With 2019 in the rear view mirror, it’s time to start looking ahead to the new year. Cocktails are constantly evolving, and this year more than ever, consumers are looking for something new and different.
So as with every year, we’re peering into our crystal ball and making some bold predictions about what will be the hottest trends in cocktail making for 2020. Last year we did pretty good overall, so let’s see if we can keep up the hot streak with this year’s predictions.
Rather than cocktails that read like a set of instructions, bars are starting to lean into the mantra that less is more. By stripping back cocktails to their bare essentials, not only does this means that drinkers are more confident in what they are ordering, but individual ingredients really get a chance to shine.
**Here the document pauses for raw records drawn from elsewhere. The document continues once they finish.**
impl ScanEngine {
    pub fn new(data_root: impl Into<PathBuf>) -> Self {
        Self {
            data_root: data_root.into(),
        }
    }

    fn fact_root(&self) -> PathBuf {
        self.data_root.join("fact_sales")
    }

    /// Recover the pattern from the marker comments in the SQL text
    fn dispatch(&self, sql: &str) -> StarbenchResult<QueryPattern> {
        let mut pattern_id = None;
        let mut params: HashMap<String, String> = HashMap::new();
        for line in sql.lines() {
            if let Some(rest) = line.strip_prefix("-- pattern:") {
                pattern_id = Some(rest.trim().to_string());
            } else if let Some(rest) = line.strip_prefix("-- params:") {
                for pair in rest.split_whitespace() {
                    if let Some((k, v)) = pair.split_once('=') {
                        params.insert(k.to_string(), v.to_string());
                    }
                }
            }
        }
        let id = pattern_id.ok_or_else(|| StarbenchError::Engine {
            message: "no pattern marker in query text".to_string(),
            sql: Some(sql.lines().next().unwrap_or("").to_string()),
        })?;

        let get_i32 = |key: &str| -> Option<i32> { params.get(key).and_then(|v| v.parse().ok()) };
        let get_u32 = |key: &str| -> Option<u32> { params.get(key).and_then(|v| v.parse().ok()) };

        match id.as_str() {
            "multi_dimensional_aggregation" => Ok(QueryPattern::MultiDimensionalAggregation),
            "drill_down_time" => Ok(QueryPattern::DrillDownTime {
                year: get_i32("year").ok_or_else(|| missing_param(&id, "year"))?,
                quarter: get_u32("quarter").map(|q| q as u8),
                month: get_u32("month"),
            }),
            "product_rankings" => Ok(QueryPattern::ProductRankings {
                top_n: get_u32("top_n").unwrap_or(10),
            }),
            "moving_average_revenue" => Ok(QueryPattern::MovingAverageRevenue {
                window: get_u32("window").unwrap_or(3),
            }),
            "yoy_growth" => Ok(QueryPattern::YoyGrowth),
            "partition_pruning" => Ok(QueryPattern::PartitionPruning {
                year: get_i32("year").ok_or_else(|| missing_param(&id, "year"))?,
                quarter: get_u32("quarter").ok_or_else(|| missing_param(&id, "quarter"))? as u8,
            }),
            other => Err(StarbenchError::Engine {
                message: format!("unsupported pattern '{}'", other),
                sql: None,
            }),
        }
    }

    /// Scan fact partitions, pruning by directory path when a filter is given
    fn scan_facts(&self, prune: Option<PartitionKey>) -> StarbenchResult<ScanResult> {
        let root = self.fact_root();
        let all = list_partitions(&root).map_err(|e| StarbenchError::io(&root, e))?;
        if all.is_empty() {
            return Err(StarbenchError::Engine {
                message: format!("no fact partitions under {}", root.display()),
                sql: None,
            });
        }
        let selected: Vec<PartitionKey> = match prune {
            Some(key) => all.into_iter().filter(|k| *k == key).collect(),
            None => all,
        };

        let mut rows = Vec::new();
        let mut bytes_scanned = 0u64;
        for key in &selected {
            let dir = root.join(key.hive_path());
            bytes_scanned += self.read_partition_dir(&dir, &mut rows)?;
        }
        debug!(
            "scanned {} rows from {} partitions",
            rows.len(),
            selected.len()
        );
        Ok(ScanResult {
            rows,
            bytes_scanned,
            partitions: selected,
        })
    }

    fn read_partition_dir(&self, dir: &Path, out: &mut Vec<FactRow>) -> StarbenchResult<u64> {
        let mut bytes = 0u64;
        let mut files: Vec<PathBuf> = fs::read_dir(dir)
            .map_err(|e| StarbenchError::io(dir, e))?
            .filter_map(|e| e.ok())
            .map(|e| e.path())
            .filter(|p| {
                p.file_name()
                    .map(|n| n.to_string_lossy().starts_with("part-"))
                    .unwrap_or(false)
            })
            .collect();
        files.sort_unstable();

        for path in files {
            bytes += fs::metadata(&path)
                .map_err(|e| StarbenchError::io(&path, e))?
                .len();
            for row in read_table_file::<FactRow>(&path)? {
                out.push(row);
            }
        }
        Ok(bytes)
    }

    fn load_dimension<T: DeserializeOwned>(&self, table: &str) -> StarbenchResult<Vec<T>> {
        let dir = self.data_root.join(table);
        for extension in ["jsonl", "jsonl.gz"] {
            let path = dir.join(format!("{}.{}", table, extension));
            if path.exists() {
                return read_table_file(&path);
            }
        }
        Err(StarbenchError::Engine {
            message: format!("dimension table '{}' not found under {}", table, dir.display()),
            sql: None,
        })
    }

    fn run_pattern(&self, pattern: &QueryPattern) -> StarbenchResult<QueryOutput> {
        let started = Instant::now();

        let prune = match pattern {
            QueryPattern::PartitionPruning { year, quarter } => Some(PartitionKey {
                year: *year,
                quarter: *quarter,
            }),
            _ => None,
        };
        let scan = self.scan_facts(prune)?;
        let scan_ms = elapsed_ms(started);

        let compute_started = Instant::now();
        let (rows, operators) = match pattern {
            QueryPattern::MultiDimensionalAggregation => self.multi_dimensional(&scan.rows)?,
            QueryPattern::DrillDownTime { year, quarter, month } => {
                drill_down(&scan.rows, *year, *quarter, *month)
            }
            QueryPattern::ProductRankings { top_n } => self.product_rankings(&scan.rows, *top_n)?,
            QueryPattern::MovingAverageRevenue { window } => moving_average(&scan.rows, *window),
            QueryPattern::YoyGrowth => yoy_growth(&scan.rows),
            QueryPattern::PartitionPruning { .. } => pruned_summary(&scan.rows),
        };
        let compute_ms = elapsed_ms(compute_started);

        let plan_trace = render_trace(
            pattern,
            &scan,
            elapsed_ms(started),
            scan_ms,
            compute_ms,
            &operators,
        );
        Ok(QueryOutput { rows, plan_trace })
    }

    fn multi_dimensional(&self, facts: &[FactRow]) -> StarbenchResult<PatternOutput> {
        let countries: HashMap<i64, String> = self
            .load_dimension::<GeographyRow>("dim_geography")?
            .into_iter()
            .map(|g| (g.geo_key, g.country))
            .collect();
        let categories: HashMap<i64, String> = self
            .load_dimension::<ProductVersionRow>("dim_product")?
            .into_iter()
            .map(|p| (p.product_key, p.category))
            .collect();

        let mut groups: BTreeMap<(i32, u8, String, String), (i64, i64, u64)> = BTreeMap::new();
        for f in facts {
            let country = resolve(&countries, f.geo_key, "dim_geography")?;
            let category = resolve(&categories, f.product_key, "dim_product")?;
            let key = PartitionKey::from_date(f.transaction_date);
            let entry = groups
                .entry((key.year, key.quarter, country, category))
                .or_default();
            entry.0 += f.revenue_cents;
            entry.1 += f.profit_cents;
            entry.2 += 1;
        }

        let rows = groups
            .into_iter()
            .map(|((year, quarter, country, category), (revenue, profit, count))| {
                vec![
                    year.to_string(),
                    quarter.to_string(),
                    country,
                    category,
                    revenue.to_string(),
                    profit.to_string(),
                    count.to_string(),
                ]
            })
            .collect();
        Ok((rows, vec!["HASH_JOIN", "HASH_GROUP_BY", "ORDER_BY"]))
    }

    fn product_rankings(&self, facts: &[FactRow], top_n: u32) -> StarbenchResult<PatternOutput> {
        let products: HashMap<i64, (String, String)> = self
            .load_dimension::<ProductVersionRow>("dim_product")?
            .into_iter()
            .map(|p| (p.product_key, (p.category, p.product_name)))
            .collect();

        let mut revenue: BTreeMap<(String, String), i64> = BTreeMap::new();
        for f in facts {
            let (category, name) = resolve(&products, f.product_key, "dim_product")?;
            *revenue.entry((category, name)).or_default() += f.revenue_cents;
        }

        // Rank within each category by revenue, descending
        let mut by_category: BTreeMap<String, Vec<(String, i64)>> = BTreeMap::new();
        for ((category, name), total) in revenue {
            by_category.entry(category).or_default().push((name, total));
        }

        let mut rows = Vec::new();
        for (category, mut entries) in by_category {
            entries.sort_by(|a, b| b.1.cmp(&a.1).then_with(|| a.0.cmp(&b.0)));
            for (rank, (name, total)) in entries.into_iter().take(top_n as usize).enumerate() {
                rows.push(vec![
                    category.clone(),
                    name,
                    total.to_string(),
                    (rank + 1).to_string(),
                ]);
            }
        }
        Ok((rows, vec!["HASH_JOIN", "HASH_GROUP_BY", "WINDOW", "ORDER_BY"]))
    }
}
Expect to see more cocktail options with carefully selected craft spirits and an in-house made flavour enhancement like London-based Artesian’s sous-vide yuzu.
Pop, Pop, Fizz
The seltzer craze is going to drastically impact the way bartenders think about new cocktail creations. Consumers are into drinking carbonated beverages like soda water, hard seltzer and prosecco, so expect to see more cocktail options with a carbonated component as an element. We’re pretty confident this one is going to be a big trend come the summer time.
We predicted the rise of low-proof cocktails for 2019, and that’s exactly where the industry started to swing; but there’s been an early surge of zero proof spirits hitting the marketplace (like Seedlip which is even available at Indigo).
As consumers continue to be more conscious about health and wellness, and look for alternatives to the big and boozy, zero proof cocktails are going to make up more room on an average cocktail menu. These also let bartenders be more creative with taste, as they can’t rely on the alcohol to prop up the drink.
Brands go Pop-up
In an age where we are constantly connected to a global audience, bars and restaurants are starting to expand beyond the confines of their own brick and mortar locations. Individual pop-up’s like Dante’s visit to Vancouver’s Homer Street Cafe, bring new exposure to the brand and expands their audience base beyond those simply able to walk into their doors. This is likely to be a a big trend moving forward, as it drums up interest for both parties involved.
Plant based Colour
Waste reduction was a big component of last year’s trends, but one of the more interesting side effects of that was bartenders started discovering that certain plant elements impact unique colours and textures to cocktails. Look for cocktails with vibrant colours like yellows from turmeric, blues from butterfly pea flower, purples from corn, and greens from peas as examples of how this trend will represent itself.